For Mr Farren, these subsidies distort the economy. According to him, cities should focus on improving education and infrastructure rather than human resources provided by a company to make places to live and work attractive.

But Tom Stringer, of BDO's property adviser, says that heartbreakers can not read the fine. According to him, the contracts are structured as "payment programs at any time".

"If Amazon does not deliver (promised terms), it does not enjoy the economic benefits. Taxpayers are quite well protected," he told AFP.

However, the issue of these public subsidies has become a major concern not only for Amazon, but also for Foxconn, a Taiwan-based electronics company, Apple's subcontractor, in particular, who has promised to build a factory in Wisconsin.

The Foxconn transaction provides $ 3 billion – up to $ 4 billion – to contribute to creating 13,000 jobs. This corresponds to a contribution of more than $ 200,000 per job created, compared with approximately $ 20,000 per job for Amazon.

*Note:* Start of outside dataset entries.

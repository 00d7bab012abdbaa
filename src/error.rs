//! Error handling for the application

use axum::{
    http::StatusCode,
    response::{IntoResponse, Response},
    Json,
};
use serde::Serialize;

/// Application error type
#[derive(Debug, thiserror::Error)]
pub enum AppError {
    #[error("{0} not found")]
    NotFound(String),

    #[error("Validation error: {0}")]
    Validation(String),

    #[error("Unauthorized: {0}")]
    Unauthorized(String),

    #[error("Forbidden")]
    Forbidden,

    #[error("Conflict: {0}")]
    Conflict(String),

    #[error("Payment error: {0}")]
    Payment(String),

    #[error("Database error: {0}")]
    Database(#[from] sqlx::Error),

    #[error("Upstream error: {0}")]
    Upstream(#[from] reqwest::Error),

    #[error("Internal error: {0}")]
    Internal(String),
}

/// Envelope returned to clients on every response
#[derive(Debug, Serialize)]
pub struct ApiResponse<T> {
    pub success: bool,
    #[serde(skip_serializing_if = "Option::is_none")]
    pub data: Option<T>,
    #[serde(skip_serializing_if = "Option::is_none")]
    pub error: Option<String>,
}

impl<T> ApiResponse<T> {
    pub fn ok(data: T) -> Json<Self> {
        Json(Self {
            success: true,
            data: Some(data),
            error: None,
        })
    }
}

impl IntoResponse for AppError {
    fn into_response(self) -> Response {
        let (status, message) = match &self {
            AppError::NotFound(what) => (StatusCode::NOT_FOUND, format!("{} not found", what)),
            AppError::Validation(msg) => (StatusCode::BAD_REQUEST, msg.clone()),
            AppError::Unauthorized(msg) => {
                tracing::warn!("Unauthorized request: {}", msg);
                (StatusCode::UNAUTHORIZED, msg.clone())
            }
            AppError::Forbidden => (StatusCode::FORBIDDEN, "Forbidden".to_string()),
            AppError::Conflict(msg) => (StatusCode::CONFLICT, msg.clone()),
            AppError::Payment(msg) => {
                tracing::warn!("Payment error: {}", msg);
                (StatusCode::PAYMENT_REQUIRED, msg.clone())
            }
            AppError::Database(e) => {
                tracing::error!("Database error: {}", e);
                (StatusCode::INTERNAL_SERVER_ERROR, "Database error".to_string())
            }
            AppError::Upstream(e) => {
                tracing::error!("Upstream error: {}", e);
                (StatusCode::BAD_GATEWAY, "Payment gateway unavailable".to_string())
            }
            AppError::Internal(msg) => {
                tracing::error!("Internal error: {}", msg);
                (StatusCode::INTERNAL_SERVER_ERROR, "Internal error".to_string())
            }
        };

        let body = ApiResponse::<()> {
            success: false,
            data: None,
            error: Some(message),
        };

        (status, Json(body)).into_response()
    }
}

pub type Result<T> = std::result::Result<T, AppError>;

#[cfg(test)]
mod tests {
    use super::*;

    #[test]
    fn test_status_codes() {
        let cases = [
            (AppError::NotFound("Seat".to_string()), StatusCode::NOT_FOUND),
            (AppError::Validation("bad".to_string()), StatusCode::BAD_REQUEST),
            (AppError::Unauthorized("no token".to_string()), StatusCode::UNAUTHORIZED),
            (AppError::Forbidden, StatusCode::FORBIDDEN),
            (AppError::Conflict("taken".to_string()), StatusCode::CONFLICT),
            (AppError::Internal("boom".to_string()), StatusCode::INTERNAL_SERVER_ERROR),
        ];
        for (err, status) in cases {
            assert_eq!(err.into_response().status(), status);
        }
    }

    #[test]
    fn test_not_found_message() {
        let err = AppError::NotFound("Coupon".to_string());
        assert_eq!(err.to_string(), "Coupon not found");
    }
}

The Foxconn Agreement, announced by President Donald Trump, contained "very unusual" elements, as opposed to the Amazon, says Stringer.

Wisconsin governor Scott Walker, who negotiated the deal with Foxconn, was not re-elected this month because of concerns about increased costs and a potentially reduced job created.

Other major groups have begun to recognize the problems arising from the tradition of public contributions.

Walt Disney Co. has sent a letter this year to Anaheim, California, calling for tax breaks to end with the motivation that they have created an "acrimatic climate".

However, tax incentives are "paramount" to attract business and boost economic development, assures property expert Tom Stringer. "It mocks the world to say they do not make any difference."

But communities must be "tough on negotiations so both parties benefit from these agreements," concludes Darrell West, Head of Leadership Studies at Brookings Institution.